[Opening Record excerpts section]

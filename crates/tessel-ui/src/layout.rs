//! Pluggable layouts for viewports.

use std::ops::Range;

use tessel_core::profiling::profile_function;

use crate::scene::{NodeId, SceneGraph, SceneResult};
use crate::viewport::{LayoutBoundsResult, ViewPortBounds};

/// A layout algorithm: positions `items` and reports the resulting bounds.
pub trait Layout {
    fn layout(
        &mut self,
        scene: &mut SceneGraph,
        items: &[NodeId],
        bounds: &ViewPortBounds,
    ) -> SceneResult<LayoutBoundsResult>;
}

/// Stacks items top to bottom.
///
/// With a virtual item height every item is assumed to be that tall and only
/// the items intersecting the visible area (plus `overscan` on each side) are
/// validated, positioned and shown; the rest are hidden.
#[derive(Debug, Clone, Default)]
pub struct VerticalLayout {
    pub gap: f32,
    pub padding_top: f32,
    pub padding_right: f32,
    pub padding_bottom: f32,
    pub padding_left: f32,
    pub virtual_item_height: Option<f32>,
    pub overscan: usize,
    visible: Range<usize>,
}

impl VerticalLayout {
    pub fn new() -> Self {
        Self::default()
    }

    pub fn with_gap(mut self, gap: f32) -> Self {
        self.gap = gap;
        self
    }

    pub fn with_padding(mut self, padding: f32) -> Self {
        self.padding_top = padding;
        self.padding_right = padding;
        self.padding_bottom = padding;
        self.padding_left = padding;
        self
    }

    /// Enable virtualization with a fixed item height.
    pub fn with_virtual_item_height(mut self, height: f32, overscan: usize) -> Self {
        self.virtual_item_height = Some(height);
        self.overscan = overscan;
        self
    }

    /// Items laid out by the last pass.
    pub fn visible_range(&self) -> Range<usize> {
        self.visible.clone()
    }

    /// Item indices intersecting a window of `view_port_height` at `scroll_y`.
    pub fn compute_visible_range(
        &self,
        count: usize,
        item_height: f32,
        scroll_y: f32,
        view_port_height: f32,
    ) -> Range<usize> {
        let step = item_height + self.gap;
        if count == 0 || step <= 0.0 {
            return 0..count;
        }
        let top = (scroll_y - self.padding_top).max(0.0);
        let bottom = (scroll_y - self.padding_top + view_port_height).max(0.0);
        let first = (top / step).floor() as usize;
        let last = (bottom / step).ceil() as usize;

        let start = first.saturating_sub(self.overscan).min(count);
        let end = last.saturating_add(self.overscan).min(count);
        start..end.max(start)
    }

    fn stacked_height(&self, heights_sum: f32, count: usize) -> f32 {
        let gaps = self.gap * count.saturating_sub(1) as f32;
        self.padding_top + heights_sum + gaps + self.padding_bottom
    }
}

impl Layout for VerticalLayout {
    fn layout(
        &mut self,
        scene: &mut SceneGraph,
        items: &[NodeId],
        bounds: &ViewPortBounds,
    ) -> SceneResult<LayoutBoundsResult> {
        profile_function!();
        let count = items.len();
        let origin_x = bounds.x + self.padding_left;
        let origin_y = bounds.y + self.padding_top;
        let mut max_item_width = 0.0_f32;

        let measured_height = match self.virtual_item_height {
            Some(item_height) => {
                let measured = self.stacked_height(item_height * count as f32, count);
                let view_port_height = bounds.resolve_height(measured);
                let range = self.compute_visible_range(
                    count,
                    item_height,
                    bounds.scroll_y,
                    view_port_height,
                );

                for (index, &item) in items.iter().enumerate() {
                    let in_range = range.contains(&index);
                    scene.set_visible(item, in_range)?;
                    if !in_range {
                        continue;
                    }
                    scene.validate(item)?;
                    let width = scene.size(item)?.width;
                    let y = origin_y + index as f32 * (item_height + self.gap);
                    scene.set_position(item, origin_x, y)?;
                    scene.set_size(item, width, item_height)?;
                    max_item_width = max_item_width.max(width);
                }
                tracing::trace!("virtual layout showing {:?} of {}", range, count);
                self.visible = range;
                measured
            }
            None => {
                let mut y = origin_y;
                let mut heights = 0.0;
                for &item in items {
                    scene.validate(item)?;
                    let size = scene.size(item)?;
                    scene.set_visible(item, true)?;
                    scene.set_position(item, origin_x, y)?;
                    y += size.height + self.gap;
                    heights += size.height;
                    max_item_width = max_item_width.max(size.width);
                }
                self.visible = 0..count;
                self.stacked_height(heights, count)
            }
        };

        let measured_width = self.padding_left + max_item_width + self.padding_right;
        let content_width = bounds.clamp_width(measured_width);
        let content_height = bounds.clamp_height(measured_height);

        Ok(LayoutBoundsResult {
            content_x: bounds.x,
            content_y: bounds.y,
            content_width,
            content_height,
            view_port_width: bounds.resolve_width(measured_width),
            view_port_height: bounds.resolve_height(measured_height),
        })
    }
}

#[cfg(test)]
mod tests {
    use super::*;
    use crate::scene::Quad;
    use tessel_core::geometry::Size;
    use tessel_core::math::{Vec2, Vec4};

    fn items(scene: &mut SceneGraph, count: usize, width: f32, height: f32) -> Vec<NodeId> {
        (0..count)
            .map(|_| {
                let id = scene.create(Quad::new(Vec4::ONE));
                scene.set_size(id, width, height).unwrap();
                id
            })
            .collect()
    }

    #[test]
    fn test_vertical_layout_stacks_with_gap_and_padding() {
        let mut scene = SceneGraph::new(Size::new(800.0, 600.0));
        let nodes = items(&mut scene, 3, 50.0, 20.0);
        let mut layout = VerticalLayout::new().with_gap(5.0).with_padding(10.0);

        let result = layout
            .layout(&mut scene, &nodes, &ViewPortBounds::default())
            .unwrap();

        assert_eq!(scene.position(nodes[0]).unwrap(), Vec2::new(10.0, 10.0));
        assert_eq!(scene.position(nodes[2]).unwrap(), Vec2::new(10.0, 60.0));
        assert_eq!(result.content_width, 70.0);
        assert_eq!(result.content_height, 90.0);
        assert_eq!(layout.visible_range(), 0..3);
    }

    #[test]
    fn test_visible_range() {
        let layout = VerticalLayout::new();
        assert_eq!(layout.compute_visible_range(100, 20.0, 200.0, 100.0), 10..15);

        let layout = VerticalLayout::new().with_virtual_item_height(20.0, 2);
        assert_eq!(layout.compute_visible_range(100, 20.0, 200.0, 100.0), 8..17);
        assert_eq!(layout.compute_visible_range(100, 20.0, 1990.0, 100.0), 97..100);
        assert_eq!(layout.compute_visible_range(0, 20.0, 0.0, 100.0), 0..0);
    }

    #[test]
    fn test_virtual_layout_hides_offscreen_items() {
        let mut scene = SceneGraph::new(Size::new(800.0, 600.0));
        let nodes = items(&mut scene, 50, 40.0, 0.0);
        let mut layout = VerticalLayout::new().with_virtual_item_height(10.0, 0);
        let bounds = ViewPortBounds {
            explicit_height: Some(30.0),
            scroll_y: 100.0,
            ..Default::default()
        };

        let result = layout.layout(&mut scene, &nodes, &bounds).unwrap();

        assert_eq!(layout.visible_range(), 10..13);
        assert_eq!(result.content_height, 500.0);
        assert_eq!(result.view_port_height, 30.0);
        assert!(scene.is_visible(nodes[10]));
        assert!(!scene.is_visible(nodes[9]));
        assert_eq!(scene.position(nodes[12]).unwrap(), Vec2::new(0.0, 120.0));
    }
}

[Closing Record excerpts section]

Write out each line of the data that holds the string "Some".

        self.virtual_item_height = Some(height);
            Some(item_height) => {
            explicit_height: Some(30.0),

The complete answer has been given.